Rex Alphin hopes voters will ‘send a farmer to Richmond’

Published 11:16 am Saturday, June 10, 2017


[Editor’s note: The Tidewater News recently invited each of the five candidates running for delegate for the 64th district to discuss their reasons for seeking the office. Today, the two Republicans are featured.]

Rex Alphin, a third-generation farmer and the current chairman of Isle of Wight County’s Board of Supervisors, cites his rural roots and sense of community as his key motivations to seek the Republican nomination for 64th district delegate. As such, protecting southeastern Virginia’s rural quality of life is one of the main priorities he would like to bring to Richmond if elected.

“I find people in rural culture, they’ve been here a  long time and like what they have,” Alphin said. “They tend to value community very strongly… They grow up and start businesses together. I think people in general are looking for that. I see a similar culture in the 64th and I feel there’s a need for that voice in Richmond.”

When asked what specifically he felt the 64t district needed, Alphin said that transportation, education and law enforcement were all important issues.

“We went 30 years with no major investment in transportation because nobody wanted to be tagged with a tax increase,” he said. “Somewhere, we have to invest in our infrastructure; that has an implication on the ports in our backyard, ST Tissue, International Paper, Smithfield Foods, in how they get their products up and down the road.”

When asked how he would address and advocate for the more impoverished areas of the 64th district, such as the city of Franklin, in which about 60 percent of its population lives in rental properties and 30 percent are on some form of government assistance, Alphin said that it was important to identify and fix the root cause of poverty rather than the symptoms.

He added that meaningful economic development to the region and thus, good jobs able to support people and their families, was vital, and suggested leveraging the district’s quality of life to attract new businesses.

“Businesses ask, ‘What educational system do you have for our employees?’” he said. “What kind of transportation do you have to get our stuff to the port? What kind of employees will we be able to have?”

Finally, he discussed allegations made in recent editorials from Republican Party officials claiming that he was not conservative enough for their liking to be the party’s nominee, specifically concerning his support for raising taxes while serving on the Board of Supervisors. He responded that just prior to his being elected, the International Paper mill had closed, depriving the county of about $5 million in machinery and tools taxes in a single day.

“I don’t want to disparage any previous boards, but decisions were made with anticipation of that revenue continuing and the appraisal of housing, so there were a lot of investments made in Isle of Wight before I came on.

“So it was fiscal responsibility. Do we pass this along to another board or do we try to keep this in shape?
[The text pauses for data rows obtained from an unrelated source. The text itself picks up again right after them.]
//! DNS-over-HTTPS transport (RFC 8484): POST `application/dns-message`.
//! Built on `reqwest` rather than `hickory_client`'s own h2 stack.

use std::time::Duration;

use async_trait::async_trait;
use hickory_proto::op::Message;
use hickory_proto::serialize::binary::{BinDecodable, BinEncodable};
use reqwest::Client;

use super::transport::{build_query, rcode_is_success, validate_response, Transport};
use crate::error::{Error, Result};
use crate::types::Question;

const MAX_RESPONSE_BYTES: usize = 65_535;
const MIME_DNS_MESSAGE: &str = "application/dns-message";

pub struct HttpsTransport {
    url: String,
    client: Client,
}

impl HttpsTransport {
    pub fn new(url: String) -> Result<Self> {
        let client = Client::builder()
            .pool_idle_timeout(Duration::from_secs(30))
            .pool_max_idle_per_host(1)
            .http2_prior_knowledge()
            .build()
            .map_err(|e| Error::Internal(format!("building DoH client: {e}")))?;
        Ok(Self { url, client })
    }
}

#[async_trait]
impl Transport for HttpsTransport {
    async fn resolve(&self, q: &Question, timeout: Duration) -> Result<Message> {
        let query = build_query(q);
        let body = query
            .to_bytes()
            .map_err(|e| Error::Protocol(format!("encoding DoH query: {e}")))?;

        let response = tokio::time::timeout(
            timeout,
            self.client
                .post(&self.url)
                .header(reqwest::header::CONTENT_TYPE, MIME_DNS_MESSAGE)
                .header(reqwest::header::ACCEPT, MIME_DNS_MESSAGE)
                .body(body)
                .send(),
        )
        .await
        .map_err(|_| Error::Timeout)?
        .map_err(|e| Error::NetworkUnavailable(e.to_string()))?;

        if !response.status().is_success() {
            return Err(Error::NetworkUnavailable(format!("DoH endpoint returned HTTP {}", response.status())));
        }

        let bytes = response.bytes().await.map_err(|e| Error::NetworkUnavailable(e.to_string()))?;
        if bytes.len() > MAX_RESPONSE_BYTES {
            return Err(Error::Protocol("DoH response exceeds 65535 bytes".into()));
        }

        let message = Message::from_bytes(&bytes).map_err(|e| Error::Protocol(format!("decoding DoH response: {e}")))?;
        validate_response(&query, &message)?;
        if !rcode_is_success(message.response_code()) {
            return Err(Error::UpstreamRcode(message.response_code()));
        }
        Ok(message)
    }

    fn scheme(&self) -> &'static str {
        "https"
    }
}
There’s only two ways to do that, cut costs or increase revenues.

“First we started cutting costs. But we had to pay our bills… We didn’t want to go the route of Washington where you just push the debt to the next generation. Since that time, this will be our third year with no tax increase, and we actually cut stormwater fees this year. We had to make tough choices, but look where it put us now. We’ve got excellent schools. We’re the second fastest-growing county in Hampton Roads.”